Debargha- Yeah, so the process was kind of different from the MPEG process, the MPEG process would be like, there'd be meetings every three months in some exotic place where people would get together for a week, and then they would fight, and then after that go for lunch or dinner together, and so on. But in AOM, we are not doing that, instead, we are doing weekly calls, weekly calls, but then from time to time, let's say once in six months or a year, we would have an in-person event, where we would get together, and a lot of the pending items, like pending proposals, or pending resolutions of experiments and all would be discussed and resolved one way or the other over a short period of two days or so. So that is how we did it.
Of course, the processes that we followed at the time were not as structured as an impact process would be, but then it was kind of like a learning experience because that was the first time we were doing it. Now those of you who are familiar with the way the next-gen codec from AOM is being developed, it's much more structured now.
But, that also allowed us to move a lot faster, which was actually good because we wanted to release AV1 within five years of VP9, which we were able to do. Now in terms of working together, of course, when we have proposals from multiple companies in the same area of the code, or the same area of the code base, there would be some amount of competition, which is actually not unhealthy.
It was actually good because we pushed each other and pushed the other proposal proponents to actually step up their game and make things faster or simpler and all of that, which was actually a good thing. And the one thing is we are not competing on royalty. So that is actually a big difference. So took a lot of the politics out of the game. It was mostly technical discussions and technical reasons driving decisions one way or the other, which was a good thing to have.
AV1 foundation - VP9, VP10, Thor, Daala.
Mark- How was VP9 chosen, or VP10 ultimately as the foundation versus Thor and Daala?
Debargha- So at the beginning of the AV1 process, I think we had a VP10 code base, which was built off of VP9, so the code base was already ready, it was already performing better than VP9, VP9 was, let's say, equivalent to HEVC in encoding efficiency. And this was getting maybe 10, 15% better than that already.
Daala was an image codec, it was not a video codec, so it was, the code base for Daala could not have been used right away. And Thor was more for very fast encoding schemes. So for operating in the real-time video conferencing range of the complexity compactness spectrum, Thor was a good candidate, but it didn't have as many bells and whistles that the VP9 code base had to really produce a very high-performant VOD codec, that is why starting from VP9 was a very natural choice.

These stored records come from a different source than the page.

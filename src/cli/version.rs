use crate::cnf::{PKG_NAME, PKG_VERSION};
use crate::err::Error;

macro_rules! get_cfg {
	($i:ident : $($s:expr),+) => (
		let $i = || { $( if cfg!($i=$s) { return $s; } );+ "unknown"};
	)
}

pub fn init() -> Result<(), Error> {
	get_cfg!(target_os: "windows", "macos", "ios", "linux", "android", "freebsd", "openbsd", "netbsd");
	get_cfg!(target_arch: "x86", "x86_64", "mips", "powerpc", "powerpc64", "arm", "aarch64");
	println!("{} {} for {} on {}", PKG_NAME, PKG_VERSION, target_os(), target_arch());
	Ok(())
}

In the early days of the start of the AV1 process, it was decided that we'll use VP9 with some modifications as a starting point of the code base. There are some changes that were made, mostly the transform types and all of that. And that was what we called VP9 plus.
VP9 plus was what was used as a starting code base for AV1 development. And then all the other tools that were already there in VP10, and some tools from Thor, and some tools from Mozilla, were gradually proposed one by one, as well as new tools.
Intro to AV1 tools.
Mark- Can you, first of all, give some sort of an overview of the breadth of tools that were added to AV1? and then let's talk about them.
Debargha- AV1 is a hybrid, motion-compensated video codec, just like any other mainstream codec today. It's not a machine learning-based codec from the newer paradigms that completely throw away what has been done over the last 20, 30 years. It's still a hybrid, motion-compensated codec.
Now, within that framework, you can divide the whole thing up into two or three, or maybe four different areas.
One is definitely prediction, so you have to predict - how well you predict, that's one part, and after you've predicted, you have the prediction residual and you have to compress it and code it very efficiently, that's like transform and encoding of the coefficients, that's another big part of the codec.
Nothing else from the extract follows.